KOA作为一种老年人多发病，随着老龄化社会的到来，发病率逐年增长、病程长、难治愈，严重时可致残，使患者生活质量下降，造成沉重的经济负担，因而预防及治疗KOA是当前的研究热点[13]。目前临床治疗KOA主要以缓解疼痛等症状为主，常用药物为非甾体类抗炎药，但无法有效阻止病情进展，且副作用较多，因此抑制软骨细胞凋亡、促进软骨缺损修复从而阻止病情进展是临床治疗KOA的新方向，但目前缺乏改善软骨损伤的长期有效的治疗手段[14]。研究显示，豨莶草可下调关节滑膜炎性因子的表达，抑制关节炎症损伤，对各种关节炎具有治疗作用[15,16]，因此豨莶草可能对KOA大鼠软骨损伤具有改善作用，本文通过建立KOA大鼠模型，对此进行研究，并对其作用机制初步探索。

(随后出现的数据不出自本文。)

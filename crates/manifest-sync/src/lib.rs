//! # manifest-sync
//!
//! Synchronizes a Lua manifest script with the newest payload files
//! published on its branch of a remote repository, and repackages the result.
//!
//! This crate provides:
//! - [`HttpFetcher`]: streaming branch-archive downloads
//! - [`extract_payloads`]: flattening `.manifest` entries out of an archive
//! - [`Repackager`]: building `<identifier>.zip` from the rewritten script
//! - [`Workspace`]: per-run temporary directories
//! - [`Pipeline`]: the orchestrator tying the stages together, reporting
//!   progress through a [`ProgressSink`]
//! - [`RepositoryCatalog`]: `repo.json` name → repository lookup
//!
//! ## Example
//!
//! ```ignore
//! use manifest_sync::{FetchConfig, LogSink, Pipeline, PipelineConfig, RunContext};
//!
//! let pipeline = Pipeline::with_http(PipelineConfig::default(), FetchConfig::default())?;
//! let ctx = RunContext::new("1234.lua", "Updated Files")
//!     .with_repository("Fairyvmos/BlankTMing");
//!
//! match pipeline.run(&ctx, &LogSink).into_result() {
//!     Ok(report) => println!("saved {}", report.output_path.display()),
//!     Err(failure) => eprintln!("{}", failure),
//! }
//! ```

pub mod config;
mod error;
pub mod events;
mod extract;
pub mod fetch;
mod package;
mod pipeline;
mod repos;
mod workspace;

pub use config::{default_temp_root, FetchConfig, PipelineConfig, RunContext};
pub use error::{Error, FetchError, Result, Warning};
pub use events::{
    CollectingSink, LogSink, PipelineState, ProgressEvent, ProgressSink, Severity,
};
pub use extract::extract_payloads;
pub use fetch::{ArchiveSource, HttpFetcher};
pub use package::{compute_content_hash, PackageReport, Repackager};
pub use pipeline::{Pipeline, RunFailure, RunOutcome, RunReport};
pub use repos::RepositoryCatalog;
pub use workspace::Workspace;

// Re-export manifest-format types for convenience
pub use manifest_format::{AppId, ScriptDocument, VersionMap};
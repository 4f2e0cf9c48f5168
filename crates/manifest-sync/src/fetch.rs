use crate::config::FetchConfig;
use crate::error::FetchError;
use std::error::Error as _;
use std::fs::File;
use std::io::{self, BufWriter, Write};
use std::path::Path;

/// Something that can place the archive behind a URL at a local path.
///
/// [`HttpFetcher`] is the production implementation; the pipeline only
/// depends on this trait.
pub trait ArchiveSource: Send + Sync {
    /// Write the resource at `url` to `dest`, returning the number of bytes
    /// written. A partially written `dest` may remain on error.
    fn fetch(&self, url: &str, dest: &Path) -> Result<u64, FetchError>;
}

/// Streams archives over HTTP(S) with a blocking `reqwest` client.
#[derive(Debug, Clone)]
pub struct HttpFetcher {
    client: reqwest::blocking::Client,
    config: FetchConfig,
}

impl HttpFetcher {
    pub fn new(config: FetchConfig) -> Result<Self, FetchError> {
        if !config.verify_tls {
            log::debug!("TLS certificate validation is disabled for archive downloads");
        }

        let client = reqwest::blocking::Client::builder()
            .timeout(config.timeout)
            .connect_timeout(config.timeout)
            .danger_accept_invalid_certs(!config.verify_tls)
            .user_agent(config.user_agent.clone())
            .build()
            .map_err(|e| FetchError::Network(e.to_string()))?;

        Ok(Self { client, config })
    }

    pub fn config(&self) -> &FetchConfig {
        &self.config
    }
}

impl ArchiveSource for HttpFetcher {
    fn fetch(&self, url: &str, dest: &Path) -> Result<u64, FetchError> {
        log::debug!("GET {}", url);
        let mut response = self.client.get(url).send().map_err(classify)?;

        let status = response.status();
        if !status.is_success() {
            return Err(FetchError::Http {
                status: status.as_u16(),
                url: url.to_string(),
            });
        }

        let mut writer = BufWriter::new(File::create(dest)?);
        let written = copy_body(&mut response, &mut writer)?;
        writer.flush()?;

        log::debug!("Wrote {} bytes to {}", written, dest.display());
        Ok(written)
    }
}

fn copy_body<R: io::Read, W: Write>(body: &mut R, out: &mut W) -> Result<u64, FetchError> {
    let mut buffer = [0u8; 8192];
    let mut total = 0u64;
    loop {
        let read = match body.read(&mut buffer) {
            Ok(0) => return Ok(total),
            Ok(read) => read,
            Err(e) if e.kind() == io::ErrorKind::Interrupted => continue,
            Err(e) => return Err(classify_read(e)),
        };
        out.write_all(&buffer[..read])?;
        total += read as u64;
    }
}

fn classify(err: reqwest::Error) -> FetchError {
    if err.is_timeout() {
        return FetchError::Timeout;
    }
    if let Some(status) = err.status() {
        return FetchError::Http {
            status: status.as_u16(),
            url: err.url().map(|u| u.to_string()).unwrap_or_default(),
        };
    }

    let mut message = err.to_string();
    let mut source = err.source();
    while let Some(cause) = source {
        message.push_str(": ");
        message.push_str(&cause.to_string());
        source = cause.source();
    }
    FetchError::Network(message)
}

fn classify_read(err: io::Error) -> FetchError {
    if err.kind() == io::ErrorKind::TimedOut {
        return FetchError::Timeout;
    }
    let is_timeout = err
        .get_ref()
        .and_then(|inner| inner.downcast_ref::<reqwest::Error>())
        .is_some_and(reqwest::Error::is_timeout);
    if is_timeout {
        FetchError::Timeout
    } else {
        FetchError::Network(err.to_string())
    }
}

研究表明，建立KOA模型有改良伸直位固定、双侧膝关节腔内注射药物、前交叉韧带横断加内侧半月板切除术等多种方法，其中改良伸直位固定法可有效模拟KOA的临床症状，且操作简便，在各种研究中得到了广泛的应用[17]，因而本文以改良伸直位固定法建立KOA大鼠模型，结果显示，模型组大鼠膝关节宽度明显升高，膝关节被动活动度、压痛阈值、热痛阈值明显降低，表明大鼠关节疼痛、肿胀，功能受损，出现KOA典型临床症状；IL-1β、TNF-α是机体细胞产生的致炎症因子，在关节炎的发生发展中具有重要的调节作用[18]，细胞外基质蛋白COMP可作为关节炎软骨退变进程中的生物标记物[19]，模型大鼠出现软骨变薄，细胞数目减少且排序紊乱，潮线不全，基质染色显著消退等病理损伤，Mankin′s评分、血清中IL-1β、TNF-α及COMP水平明显升高，表明大鼠关节出现炎症反应，发生关节软骨损伤、退变，揭示模型建立成功。以豨莶草灌胃治疗后，大鼠膝关节宽度、Mankin′s评分、血清中IL-1β、TNF-α及COMP水平降低，膝关节被动活动度、压痛阈值、热痛阈值升高，表明豨莶草可下调大鼠致炎因子表达，抑制炎症反应及软骨损伤，修复关节功能，减轻疼痛，改善KOA大鼠临床症状。

sirt1/FOXO1通路介导关节炎发生及病情进展，sirt1激动剂白藜芦醇可通过调控Wnt/β-catenin通路抑制软骨细胞凋亡及细胞外基质降解，减轻软骨损伤[8,20]，因此上调sirt1/FOXO1通路可能是豨莶草治疗KOA大鼠软骨损伤的作用机制。本文研究结果显示，模型大鼠膝关节软骨组织中sirt1蛋白表达降低，acely-FOXO1升高；以sirt1抑制剂尼克酰胺处理模型大鼠，可使其膝关节软骨组织中acely-FOXO1进一步升高，增强KOA大鼠软骨损伤，加重关节肿胀、疼痛及功能受损等临床症状，以尼克酰胺和豨莶草联合处理KOA模型大鼠，尼克酰胺可减弱豨莶草激活sirt1/FOXO1通路及对KOA大鼠的治疗作用，表明sirt1/FOXO1通路是治疗KOA的一个作用靶点，豨莶草通过上调sirt1/FOXO1通路减轻膝骨关节炎大鼠软骨损伤，改善其临床症状。

总之，豨莶草可上调sirt1表达，下调FOXO1乙酰化水平，抑制大鼠致炎因子表达，减轻软骨炎症损伤，修复关节功能，减轻关节肿胀、疼痛等临床症状，表明调控sirt1/FOXO1信号是其发挥软骨保护作用的药理机制之一，要完全探讨清楚豨莶草治疗KOA的作用机制，还需进一步的深入研究。